18 May 2022

One’s destination is never a place, but a new way of seeing things.

Henry Miller

My adventure to Cinque Terre has topped my expectations. Though I do not believe I will challenge the hikes again, I can see a return trip in my future. I have visited most of the regions of Italy over the past 50 years and can confidently write that Cinque Terre is one of my favorites.

So what has this inquiring mind discovered of note? Just odd little bits here and there:

Cinque Terre means stairs – and lots of them

I learned fast that “salita” meant stairways. There were a lot of them!
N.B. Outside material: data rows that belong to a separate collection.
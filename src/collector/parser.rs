//! MX4J XML 응답 파서
//!
//! 관리 엔드포인트가 반환하는 두 가지 문서를 파싱합니다.
//! `/serverbydomain` 빈 목록 문서와 `/mbean` 빈 상세 문서입니다.

use roxmltree::{Document, Node};
use std::collections::{BTreeMap, BTreeSet};
use std::fmt;

use crate::error::{CollectResult, CollectorError};

/// Kafka 레거시 stat 빈이 전체 stat 맵을 감싸는 속성 이름.
/// 이 이름의 복합 속성은 경로 세그먼트를 만들지 않는다.
const VALUE_ATTRIBUTE: &str = "Value";

/// 숫자 타입 종류 - XML `type` 문자열 기반의 닫힌 집합
#[derive(Debug, Clone, Copy, PartialEq, Eq)]
pub enum NumericKind {
    /// 32비트 정수 (`int`)
    Int32,
    /// 64비트 정수 (`long`)
    Int64,
    /// 부동소수점 (`double`, `float`)
    Float64,
}

impl NumericKind {
    /// XML `type` 문자열을 숫자 종류로 매핑
    ///
    /// 알 수 없는 타입 문자열은 `None` - 해당 leaf는 건너뛴다.
    /// `java.lang.Object`는 부동소수점으로 읽는다.
    pub fn from_type(type_name: &str) -> Option<Self> {
        match type_name {
            "int" | "java.lang.Integer" => Some(NumericKind::Int32),
            "long" | "java.lang.Long" => Some(NumericKind::Int64),
            "double" | "float" | "java.lang.Double" | "java.lang.Float" | "java.lang.Object" => {
                Some(NumericKind::Float64)
            }
            _ => None,
        }
    }

    /// 원시 문자열 값을 선언된 종류로 강제 변환
    ///
    /// 파싱에 실패하면 `None` - 해당 leaf는 건너뛴다.
    pub fn coerce(&self, raw: &str) -> Option<MetricValue> {
        let raw = raw.trim();
        match self {
            NumericKind::Int32 => raw.parse().ok().map(MetricValue::Int),
            NumericKind::Int64 => raw.parse().ok().map(MetricValue::Long),
            NumericKind::Float64 => raw.parse().ok().map(MetricValue::Double),
        }
    }
}

/// 메트릭 값 - 평탄화 이후에는 항상 숫자
///
/// 소스 속성이 선언한 숫자 타입이 그대로 보존된다. 정수는 정수로,
/// 부동소수점은 부동소수점으로 유지된다.
#[derive(Debug, Clone, Copy, PartialEq)]
pub enum MetricValue {
    /// 32비트 정수
    Int(i32),
    /// 64비트 정수
    Long(i64),
    /// 부동소수점
    Double(f64),
}

impl MetricValue {
    /// 숫자로 변환
    ///
    /// # Precision Warning
    /// When converting `Long(i64)` to `f64`, precision loss may occur
    /// for values > 2^53 (9,007,199,254,740,992).
    pub fn as_f64(&self) -> f64 {
        match self {
            MetricValue::Int(i) => f64::from(*i),
            MetricValue::Long(i) => {
                if i.abs() > (1i64 << 53) {
                    tracing::warn!(
                        value = i,
                        "Large integer may lose precision when converted to f64"
                    );
                }
                *i as f64
            }
            MetricValue::Double(f) => *f,
        }
    }
}

impl fmt::Display for MetricValue {
    fn fmt(&self, f: &mut fmt::Formatter<'_>) -> fmt::Result {
        match self {
            MetricValue::Int(i) => write!(f, "{}", i),
            MetricValue::Long(i) => write!(f, "{}", i),
            MetricValue::Double(v) => write!(f, "{}", v),
        }
    }
}

/// 속성 트리 - 스칼라 또는 중첩 row들로 이루어진 복합 값
#[derive(Debug, Clone, PartialEq)]
pub enum AttributeNode {
    /// 선언된 타입과 원시 값을 가진 스칼라
    Scalar {
        /// 선언된 숫자 종류
        kind: NumericKind,
        /// 원시 문자열 값
        raw: String,
    },
    /// (sub-key, 자식 노드) 목록
    Composite(Vec<(String, AttributeNode)>),
}

impl AttributeNode {
    /// 노드를 평탄화해 `out`에 leaf 이름 → 값을 쌓는다
    ///
    /// `path`는 지금까지 쌓인 dotted 경로. 복합 노드는 sub-key를
    /// `.`으로 이어 붙이고, 스칼라는 선언된 타입으로 강제 변환된다.
    /// 변환에 실패한 leaf는 조용히 건너뛴다.
    pub fn flatten_into(&self, path: Option<&str>, out: &mut BTreeMap<String, MetricValue>) {
        match self {
            AttributeNode::Scalar { kind, raw } => {
                let Some(path) = path else { return };
                if let Some(value) = kind.coerce(raw) {
                    out.insert(path.to_string(), value);
                }
            }
            AttributeNode::Composite(entries) => {
                for (key, child) in entries {
                    let child_path = match path {
                        Some(p) => format!("{}.{}", p, key),
                        None => key.clone(),
                    };
                    child.flatten_into(Some(&child_path), out);
                }
            }
        }
    }
}

/// MBean ObjectName 구조
///
/// property 순서가 경로 유도에 쓰이므로 순서를 보존한다.
#[derive(Debug, Clone, PartialEq)]
pub struct ObjectName {
    /// 도메인 (예: "java.lang")
    pub domain: String,
    /// 순서가 보존된 property 목록
    properties: Vec<(String, String)>,
}

impl ObjectName {
    /// ObjectName 문자열 파싱
    ///
    /// # Limitations
    /// - Quoted keys/values are NOT fully supported
    pub fn parse(s: &str) -> CollectResult<Self> {
        let parts: Vec<&str> = s.splitn(2, ':').collect();
        if parts.len() != 2 {
            return Err(CollectorError::InvalidObjectName(s.to_string()));
        }

        let domain = parts[0].to_string();
        let mut properties = Vec::new();

        for prop in parts[1].split(',') {
            let kv: Vec<&str> = prop.splitn(2, '=').collect();
            if kv.len() == 2 {
                properties.push((kv[0].to_string(), kv[1].to_string()));
            }
        }

        Ok(Self { domain, properties })
    }

    /// property 값 조회
    pub fn property(&self, key: &str) -> Option<&str> {
        self.properties
            .iter()
            .find(|(k, _)| k == key)
            .map(|(_, v)| v.as_str())
    }

    /// 빈 이름에서 메트릭 경로 유도
    ///
    /// `type`과 `name` property는 값만, 나머지 property는 `key.value`로
    /// 이어 붙인다. 예:
    /// `kafka:type=kafka.logs.mytopic-1` → `kafka.logs.mytopic-1`,
    /// `kafka.log:type=Log,name=LogStartOffset,topic=packetbeat,partition=0`
    /// → `Log.LogStartOffset.topic.packetbeat.partition.0`
    pub fn metric_path(&self) -> String {
        let mut segments: Vec<&str> = Vec::new();
        for (key, value) in &self.properties {
            if key != "type" && key != "name" {
                segments.push(key);
            }
            segments.push(value);
        }
        segments.join(".")
    }
}

/// 빈 목록 문서에서 ObjectName 집합 추출
///
/// `<MBean objectname="..."/>` 요소마다 하나씩. 문서 안에 같은 이름이
/// 반복돼도 집합 의미론으로 중복이 제거된다. 빈 문서는 빈 집합이다.
pub fn parse_bean_names(xml: &str) -> CollectResult<BTreeSet<String>> {
    let doc = Document::parse(xml)?;

    let mut names = BTreeSet::new();
    for mbean in doc.descendants().filter(|n| n.has_tag_name("MBean")) {
        if let Some(objectname) = mbean.attribute("objectname") {
            names.insert(objectname.to_string());
        }
    }

    Ok(names)
}

/// 빈 상세 문서를 leaf 이름 → 값 매핑으로 평탄화
///
/// 숫자가 아닌 타입의 속성과 값 파싱에 실패한 속성은 개별적으로
/// 건너뛴다. 나머지 속성의 평탄화는 계속된다. 잘 구성된 빈 문서는
/// 빈 매핑을 반환한다. 에러는 문서 자체가 XML로 파싱되지 않을 때뿐이다.
pub fn flatten_mbean(xml: &str) -> CollectResult<BTreeMap<String, MetricValue>> {
    let doc = Document::parse(xml)?;

    let mut metrics = BTreeMap::new();
    for attribute in doc.descendants().filter(|n| n.has_tag_name("Attribute")) {
        let Some(name) = attribute.attribute("name") else {
            continue;
        };

        match attribute_node(&attribute) {
            Some(node @ AttributeNode::Scalar { .. }) => {
                node.flatten_into(Some(name), &mut metrics);
            }
            Some(node @ AttributeNode::Composite(_)) => {
                let base = (name != VALUE_ATTRIBUTE).then_some(name);
                node.flatten_into(base, &mut metrics);
            }
            None => {}
        }
    }

    Ok(metrics)
}

/// 요소 하나를 속성 트리로 변환
///
/// `<Row>` 자식이 있으면 복합, 없으면 `type`/`value`를 가진 스칼라.
/// 타입이 없거나 숫자 타입이 아니면 `None`.
fn attribute_node(node: &Node) -> Option<AttributeNode> {
    let rows: Vec<Node> = node
        .children()
        .filter(|c| c.is_element() && c.has_tag_name("Row"))
        .collect();

    if rows.is_empty() {
        let kind = NumericKind::from_type(node.attribute("type")?)?;
        let raw = node.attribute("value")?;
        return Some(AttributeNode::Scalar {
            kind,
            raw: raw.to_string(),
        });
    }

    let mut entries = Vec::new();
    for row in rows {
        let Some(key) = row.attribute("key") else {
            continue;
        };
        if let Some(child) = attribute_node(&row) {
            entries.push((key.to_string(), child));
        }
    }

    Some(AttributeNode::Composite(entries))
}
Italians love their dogs. I saw some of the cutest dogs leading their family on evening passeggiata. Most were small which seemed almost a requirement as flats can be small spaces. However, I rarely saw a pooper-scooper or bag. The streets were clean but there wasn’t a wall that was safe from the males. I did see one woman who followed her pooch with a bottle of water that she would use to “dose the spot.” And the Basset Hound in Monterosso was a joy to watch as his female family pleaded with him to move. He moved when he felt like it. Bravo!
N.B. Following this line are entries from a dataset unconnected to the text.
pub mod catalog;
pub mod config;
pub mod core;
pub mod domain;
pub mod utils;

pub use catalog::{spreads, Catalog};
pub use config::{load_config, save_config, LlmConfig};
pub use crate::core::draw::DrawEngine;
pub use crate::core::reading::ReadingClient;
pub use utils::error::{OracleError, Result};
I saw many streets named Via XXV Aprile. This historical date commemorates the liberation of Italy from the Nazi-Fascist, the end to its occupation and the fall of Mussolini’s regime.

There are equal numbers of Via XX Settembre streets in Italy. All celebrate the date of 20th September 1870 when Italian troops stormed the Vatican ending the Pope’s temporal power: the final act in the Risorgimento, marking both the final defeat of the Papal States under Pope Pius IX and the unification of Italy under King Victor Emmanuel II.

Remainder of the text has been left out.